[Stored data entries]

____________________

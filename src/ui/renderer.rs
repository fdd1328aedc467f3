//! Main UI renderer

use ratatui::Frame;

use crate::core::state::{AppMode, AppState};
use crate::ui::layout::LayoutManager;
use crate::ui::widgets::*;

pub struct Renderer;

impl Renderer {
    pub fn render(frame: &mut Frame, state: &AppState) {
        let area = frame.area();
        let theme = &state.theme;

        frame.render_widget(
            ratatui::widgets::Block::default()
                .style(ratatui::style::Style::default().bg(theme.colors.bg_primary)),
            area,
        );

        let layout = LayoutManager::compute(area, state);

        frame.render_widget(Header::new(state, theme), layout.header);
        frame.render_widget(Cmdline::new(state, theme), layout.cmdline);

        if let Some(disk_area) = layout.disks {
            frame.render_widget(DiskPanelWidget::new(state, theme), disk_area);
        }

        frame.render_widget(StatsTable::new(state, theme), layout.table);

        if state.mode == AppMode::Help {
            if let Some(overlay_area) = layout.overlay_area {
                frame.render_widget(HelpOverlay::new(theme), overlay_area);
            }
        }
    }
}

____________________

__ASSIGNMENT__: Please copy only the lines between the first line of the entries and the line with "ratatui::widgets::Block::default()", keeping those two end lines as well, exactly as written.

__OUTPUT__:
filename src/ui/renderer.rs
repository fdd1328aedc467f3
//! Main UI renderer

use ratatui::Frame;

use crate::core::state::{AppMode, AppState};
use crate::ui::layout::LayoutManager;
use crate::ui::widgets::*;

pub struct Renderer;

impl Renderer {
    pub fn render(frame: &mut Frame, state: &AppState) {
        let area = frame.area();
        let theme = &state.theme;

        frame.render_widget(
            ratatui::widgets::Block::default()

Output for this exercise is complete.